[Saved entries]
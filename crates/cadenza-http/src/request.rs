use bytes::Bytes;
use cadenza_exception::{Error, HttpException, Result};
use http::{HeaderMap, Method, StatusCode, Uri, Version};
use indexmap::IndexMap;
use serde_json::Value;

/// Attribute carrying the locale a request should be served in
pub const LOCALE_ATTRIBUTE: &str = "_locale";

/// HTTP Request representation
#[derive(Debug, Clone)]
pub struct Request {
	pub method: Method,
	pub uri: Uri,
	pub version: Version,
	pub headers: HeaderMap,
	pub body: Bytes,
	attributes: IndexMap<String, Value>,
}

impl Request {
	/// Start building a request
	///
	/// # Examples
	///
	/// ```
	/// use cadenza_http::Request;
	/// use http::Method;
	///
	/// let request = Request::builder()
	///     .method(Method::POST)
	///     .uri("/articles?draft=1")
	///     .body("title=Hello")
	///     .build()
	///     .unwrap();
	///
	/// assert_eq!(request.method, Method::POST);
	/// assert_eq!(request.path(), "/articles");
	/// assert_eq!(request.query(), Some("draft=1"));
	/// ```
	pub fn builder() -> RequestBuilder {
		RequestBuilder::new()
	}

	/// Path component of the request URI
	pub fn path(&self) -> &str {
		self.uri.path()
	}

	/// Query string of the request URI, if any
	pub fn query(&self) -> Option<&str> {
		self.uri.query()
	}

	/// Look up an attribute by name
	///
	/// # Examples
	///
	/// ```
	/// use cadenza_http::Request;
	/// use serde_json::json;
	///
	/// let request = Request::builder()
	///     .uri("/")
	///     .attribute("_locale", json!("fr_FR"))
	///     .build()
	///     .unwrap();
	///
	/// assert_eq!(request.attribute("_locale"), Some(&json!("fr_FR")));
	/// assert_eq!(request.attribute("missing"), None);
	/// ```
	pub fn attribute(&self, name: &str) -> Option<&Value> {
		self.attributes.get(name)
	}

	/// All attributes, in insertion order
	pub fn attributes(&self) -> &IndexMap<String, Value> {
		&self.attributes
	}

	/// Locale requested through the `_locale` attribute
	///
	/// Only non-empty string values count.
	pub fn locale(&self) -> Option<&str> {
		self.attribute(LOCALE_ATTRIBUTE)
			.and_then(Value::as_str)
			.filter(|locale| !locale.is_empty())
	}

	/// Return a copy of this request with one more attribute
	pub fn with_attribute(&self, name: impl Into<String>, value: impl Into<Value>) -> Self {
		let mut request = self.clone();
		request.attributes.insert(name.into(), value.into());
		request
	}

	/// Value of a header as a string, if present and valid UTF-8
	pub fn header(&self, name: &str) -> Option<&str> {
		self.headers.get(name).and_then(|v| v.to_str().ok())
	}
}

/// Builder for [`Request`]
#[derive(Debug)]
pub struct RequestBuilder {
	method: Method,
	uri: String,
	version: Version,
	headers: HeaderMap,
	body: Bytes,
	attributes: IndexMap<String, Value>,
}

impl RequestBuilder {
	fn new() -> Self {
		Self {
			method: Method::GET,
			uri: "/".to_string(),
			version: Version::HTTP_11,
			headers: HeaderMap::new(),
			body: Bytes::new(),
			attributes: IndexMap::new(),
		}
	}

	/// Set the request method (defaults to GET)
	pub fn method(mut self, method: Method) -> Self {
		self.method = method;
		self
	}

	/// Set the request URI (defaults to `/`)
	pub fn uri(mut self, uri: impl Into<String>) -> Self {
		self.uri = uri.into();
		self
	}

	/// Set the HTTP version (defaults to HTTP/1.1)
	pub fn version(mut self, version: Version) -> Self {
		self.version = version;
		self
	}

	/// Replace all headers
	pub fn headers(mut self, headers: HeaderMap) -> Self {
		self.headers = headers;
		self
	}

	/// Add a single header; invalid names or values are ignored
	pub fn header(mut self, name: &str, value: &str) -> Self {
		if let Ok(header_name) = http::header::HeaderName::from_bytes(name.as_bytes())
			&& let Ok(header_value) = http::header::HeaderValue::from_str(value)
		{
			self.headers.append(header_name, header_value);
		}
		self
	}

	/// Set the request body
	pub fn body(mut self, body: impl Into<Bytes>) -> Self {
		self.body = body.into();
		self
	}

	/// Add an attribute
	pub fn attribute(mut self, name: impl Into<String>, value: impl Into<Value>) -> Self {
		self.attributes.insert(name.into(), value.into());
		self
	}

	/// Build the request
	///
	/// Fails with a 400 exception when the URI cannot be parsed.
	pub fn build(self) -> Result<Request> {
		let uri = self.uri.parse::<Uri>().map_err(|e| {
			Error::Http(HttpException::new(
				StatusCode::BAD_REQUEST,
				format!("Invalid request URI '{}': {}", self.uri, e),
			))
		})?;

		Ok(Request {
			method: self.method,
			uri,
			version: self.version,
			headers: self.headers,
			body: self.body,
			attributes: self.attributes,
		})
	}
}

- [Problem statement]: All the records above need to be output exactly, with none omitted.

- [Solution to the exercise]:
filename crates/cadenza-http/src/request.rs
use bytes::Bytes;
use cadenza_exception::{Error, HttpException, Result};
use http::{HeaderMap, Method, StatusCode, Uri, Version};
use indexmap::IndexMap;
use serde_json::Value;

/// Attribute carrying the locale a request should be served in
pub const LOCALE_ATTRIBUTE: &str = "_locale";

/// HTTP Request representation
#[derive(Debug, Clone)]
pub struct Request {
	pub method: Method,
	pub uri: Uri,
	pub version: Version,
	pub headers: HeaderMap,
	pub body: Bytes,
	attributes: IndexMap<String, Value>,
}

impl Request {
	/// Start building a request
	///
	/// # Examples
	///
	/// ```
	/// use cadenza_http::Request;
	/// use http::Method;
	///
	/// let request = Request::builder()
	///     .method(Method::POST)
	///     .uri("/articles?draft=1")
	///     .body("title=Hello")
	///     .build()
	///     .unwrap();
	///
	/// assert_eq!(request.method, Method::POST);
	/// assert_eq!(request.path(), "/articles");
	/// assert_eq!(request.query(), Some("draft=1"));
	/// ```
	pub fn builder() -> RequestBuilder {
		RequestBuilder::new()
	}

	/// Path component of the request URI
	pub fn path(&self) -> &str {
		self.uri.path()
	}

	/// Query string of the request URI, if any
	pub fn query(&self) -> Option<&str> {
		self.uri.query()
	}

	/// Look up an attribute by name
	///
	/// # Examples
	///
	/// ```
	/// use cadenza_http::Request;
	/// use serde_json::json;
	///
	/// let request = Request::builder()
	///     .uri("/")
	///     .attribute("_locale", json!("fr_FR"))
	///     .build()
	///     .unwrap();
	///
	/// assert_eq!(request.attribute("_locale"), Some(&json!("fr_FR")));
	/// assert_eq!(request.attribute("missing"), None);
	/// ```
	pub fn attribute(&self, name: &str) -> Option<&Value> {
		self.attributes.get(name)
	}

	/// All attributes, in insertion order
	pub fn attributes(&self) -> &IndexMap<String, Value> {
		&self.attributes
	}

	/// Locale requested through the `_locale` attribute
	///
	/// Only non-empty string values count.
	pub fn locale(&self) -> Option<&str> {
		self.attribute(LOCALE_ATTRIBUTE)
			.and_then(Value::as_str)
			.filter(|locale| !locale.is_empty())
	}

	/// Return a copy of this request with one more attribute
	pub fn with_attribute(&self, name: impl Into<String>, value: impl Into<Value>) -> Self {
		let mut request = self.clone();
		request.attributes.insert(name.into(), value.into());
		request
	}

	/// Value of a header as a string, if present and valid UTF-8
	pub fn header(&self, name: &str) -> Option<&str> {
		self.headers.get(name).and_then(|v| v.to_str().ok())
	}
}

/// Builder for [`Request`]
#[derive(Debug)]
pub struct RequestBuilder {
	method: Method,
	uri: String,
	version: Version,
	headers: HeaderMap,
	body: Bytes,
	attributes: IndexMap<String, Value>,
}

impl RequestBuilder {
	fn new() -> Self {
		Self {
			method: Method::GET,
			uri: "/".to_string(),
			version: Version::HTTP_11,
			headers: HeaderMap::new(),
			body: Bytes::new(),
			attributes: IndexMap::new(),
		}
	}

	/// Set the request method (defaults to GET)
	pub fn method(mut self, method: Method) -> Self {
		self.method = method;
		self
	}

	/// Set the request URI (defaults to `/`)
	pub fn uri(mut self, uri: impl Into<String>) -> Self {
		self.uri = uri.into();
		self
	}

	/// Set the HTTP version (defaults to HTTP/1.1)
	pub fn version(mut self, version: Version) -> Self {
		self.version = version;
		self
	}

	/// Replace all headers
	pub fn headers(mut self, headers: HeaderMap) -> Self {
		self.headers = headers;
		self
	}

	/// Add a single header; invalid names or values are ignored
	pub fn header(mut self, name: &str, value: &str) -> Self {
		if let Ok(header_name) = http::header::HeaderName::from_bytes(name.as_bytes())
			&& let Ok(header_value) = http::header::HeaderValue::from_str(value)
		{
			self.headers.append(header_name, header_value);
		}
		self
	}

	/// Set the request body
	pub fn body(mut self, body: impl Into<Bytes>) -> Self {
		self.body = body.into();
		self
	}

	/// Add an attribute
	pub fn attribute(mut self, name: impl Into<String>, value: impl Into<Value>) -> Self {
		self.attributes.insert(name.into(), value.into());
		self
	}

	/// Build the request
	///
	/// Fails with a 400 exception when the URI cannot be parsed.
	pub fn build(self) -> Result<Request> {
		let uri = self.uri.parse::<Uri>().map_err(|e| {
			Error::Http(HttpException::new(
				StatusCode::BAD_REQUEST,
				format!("Invalid request URI '{}': {}", self.uri, e),
			))
		})?;

		Ok(Request {
			method: self.method,
			uri,
			version: self.version,
			headers: self.headers,
			body: self.body,
			attributes: self.attributes,
		})
	}
}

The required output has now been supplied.